#### WORK TASK
Count the lines below holding "left" and answer with that number only.

#### RECORDS TO PROCESS

◇ ◇ ◇

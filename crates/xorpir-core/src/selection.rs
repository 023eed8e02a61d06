use rand::rngs::StdRng;
use rand::{Rng, RngCore, SeedableRng};

use crate::constants::{selection_len, SELECTION_GRANULARITY};

#[derive(Debug, Clone, PartialEq, Eq)]
pub enum SelectionError {
    LengthMismatch { expected: usize, actual: usize },
    RecordCountMismatch { left: usize, right: usize },
    RangeOutOfBounds { start: usize, count: usize, record_count: usize },
}

impl std::fmt::Display for SelectionError {
    fn fmt(&self, f: &mut std::fmt::Formatter<'_>) -> std::fmt::Result {
        match self {
            SelectionError::LengthMismatch { expected, actual } => {
                write!(
                    f,
                    "selection vector length mismatch: expected {} bytes, got {}",
                    expected, actual
                )
            }
            SelectionError::RecordCountMismatch { left, right } => {
                write!(
                    f,
                    "selection vectors cover different record counts ({} vs {})",
                    left, right
                )
            }
            SelectionError::RangeOutOfBounds {
                start,
                count,
                record_count,
            } => {
                write!(
                    f,
                    "selection range {}..{} exceeds {} records",
                    start,
                    start + count,
                    record_count
                )
            }
        }
    }
}

impl std::error::Error for SelectionError {}

/// Dense bit-selection over a run of records, packed LSB-first, 8 records per byte.
#[derive(Clone, Debug, PartialEq, Eq)]
pub struct SelectionVector {
    bytes: Vec<u8>,
    record_count: usize,
}

impl SelectionVector {
    pub fn zeroed(record_count: usize) -> Self {
        Self {
            bytes: vec![0u8; selection_len(record_count)],
            record_count,
        }
    }

    /// Wraps already-expanded selection bytes.
    ///
    /// Bits past `record_count` in the final byte are cleared.
    pub fn from_bytes(bytes: Vec<u8>, record_count: usize) -> Result<Self, SelectionError> {
        let expected = selection_len(record_count);
        if bytes.len() != expected {
            return Err(SelectionError::LengthMismatch {
                expected,
                actual: bytes.len(),
            });
        }
        let mut selection = Self {
            bytes,
            record_count,
        };
        selection.clear_tail();
        Ok(selection)
    }

    /// Selection with only `index` set.
    pub fn point(record_count: usize, index: usize) -> Self {
        let mut selection = Self::zeroed(record_count);
        selection.set(index, true);
        selection
    }

    pub fn random<R: Rng + ?Sized>(rng: &mut R, record_count: usize) -> Self {
        let mut bytes = vec![0u8; selection_len(record_count)];
        rng.fill_bytes(&mut bytes);
        let mut selection = Self {
            bytes,
            record_count,
        };
        selection.clear_tail();
        selection
    }

    pub fn record_count(&self) -> usize {
        self.record_count
    }

    pub fn byte_len(&self) -> usize {
        self.bytes.len()
    }

    pub fn as_bytes(&self) -> &[u8] {
        &self.bytes
    }

    pub fn into_bytes(self) -> Vec<u8> {
        self.bytes
    }

    pub fn get(&self, index: usize) -> bool {
        if index >= self.record_count {
            return false;
        }
        (self.bytes[index / SELECTION_GRANULARITY] >> (index % SELECTION_GRANULARITY)) & 1 == 1
    }

    /// Sets or clears bit `index`. Indices past the record count are ignored.
    pub fn set(&mut self, index: usize, selected: bool) {
        if index >= self.record_count {
            return;
        }
        let bit = 1u8 << (index % SELECTION_GRANULARITY);
        let byte = &mut self.bytes[index / SELECTION_GRANULARITY];
        if selected {
            *byte |= bit;
        } else {
            *byte &= !bit;
        }
    }

    pub fn toggle(&mut self, index: usize) {
        let current = self.get(index);
        self.set(index, !current);
    }

    /// Indices of all selected records, ascending.
    pub fn selected(&self) -> impl Iterator<Item = usize> + '_ {
        (0..self.record_count).filter(move |&i| self.get(i))
    }

    pub fn count_selected(&self) -> usize {
        self.bytes.iter().map(|b| b.count_ones() as usize).sum()
    }

    /// Bitwise XOR of two selections over the same record count.
    pub fn xor(&self, other: &SelectionVector) -> Result<SelectionVector, SelectionError> {
        if self.record_count != other.record_count {
            return Err(SelectionError::RecordCountMismatch {
                left: self.record_count,
                right: other.record_count,
            });
        }
        let bytes = self
            .bytes
            .iter()
            .zip(other.bytes.iter())
            .map(|(a, b)| a ^ b)
            .collect();
        Ok(SelectionVector {
            bytes,
            record_count: self.record_count,
        })
    }

    /// Copies bits `start..start + count` into a new selection starting at bit 0.
    pub fn extract(&self, start: usize, count: usize) -> Result<SelectionVector, SelectionError> {
        if start + count > self.record_count {
            return Err(SelectionError::RangeOutOfBounds {
                start,
                count,
                record_count: self.record_count,
            });
        }

        if start.is_multiple_of(SELECTION_GRANULARITY) {
            let first = start / SELECTION_GRANULARITY;
            let bytes = self.bytes[first..first + selection_len(count)].to_vec();
            let mut out = SelectionVector {
                bytes,
                record_count: count,
            };
            out.clear_tail();
            return Ok(out);
        }

        let mut out = SelectionVector::zeroed(count);
        for i in 0..count {
            if self.get(start + i) {
                out.set(i, true);
            }
        }
        Ok(out)
    }

    /// Same selection, extended with unselected records up to `record_count`.
    pub fn padded_to(&self, record_count: usize) -> SelectionVector {
        let mut bytes = self.bytes.clone();
        bytes.resize(selection_len(record_count.max(self.record_count)), 0);
        SelectionVector {
            bytes,
            record_count: record_count.max(self.record_count),
        }
    }

    fn clear_tail(&mut self) {
        let used = self.record_count % SELECTION_GRANULARITY;
        if used != 0 {
            if let Some(last) = self.bytes.last_mut() {
                *last &= (1u8 << used) - 1;
            }
        }
    }
}

/// A compact key that expands into a full selection vector.
///
/// Expansion is the caller's concern; the reduction engine only ever sees the
/// expanded bytes.
pub trait SelectionKey: Send + Sync {
    fn expand(&self, record_count: usize) -> SelectionVector;
}

/// Selects exactly one record.
#[derive(Clone, Copy, Debug, PartialEq, Eq)]
pub struct PointKey {
    pub target: usize,
}

impl SelectionKey for PointKey {
    fn expand(&self, record_count: usize) -> SelectionVector {
        SelectionVector::point(record_count, self.target)
    }
}

/// One share of a two-party XOR split of a point selection.
///
/// Both shares expand the same pseudorandom bits from a shared seed; one of
/// them additionally flips the target bit, so the XOR of the two expansions
/// selects only the target. This is a functional stand-in for a DPF key and
/// provides no privacy.
#[derive(Clone, Copy, Debug, PartialEq, Eq)]
pub struct XorShareKey {
    seed: u64,
    target: usize,
    flip_target: bool,
}

impl XorShareKey {
    pub fn generate_pair<R: Rng + ?Sized>(rng: &mut R, target: usize) -> (Self, Self) {
        let seed = rng.gen();
        (
            Self {
                seed,
                target,
                flip_target: false,
            },
            Self {
                seed,
                target,
                flip_target: true,
            },
        )
    }

    pub fn target(&self) -> usize {
        self.target
    }
}

impl SelectionKey for XorShareKey {
    fn expand(&self, record_count: usize) -> SelectionVector {
        let mut rng = StdRng::seed_from_u64(self.seed);
        let mut selection = SelectionVector::random(&mut rng, record_count);
        if self.flip_target {
            selection.toggle(self.target);
        }
        selection
    }
}

impl<K: SelectionKey + ?Sized> SelectionKey for Box<K> {
    fn expand(&self, record_count: usize) -> SelectionVector {
        (**self).expand(record_count)
    }
}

◇ ◇ ◇

#### TASK ANSWER
4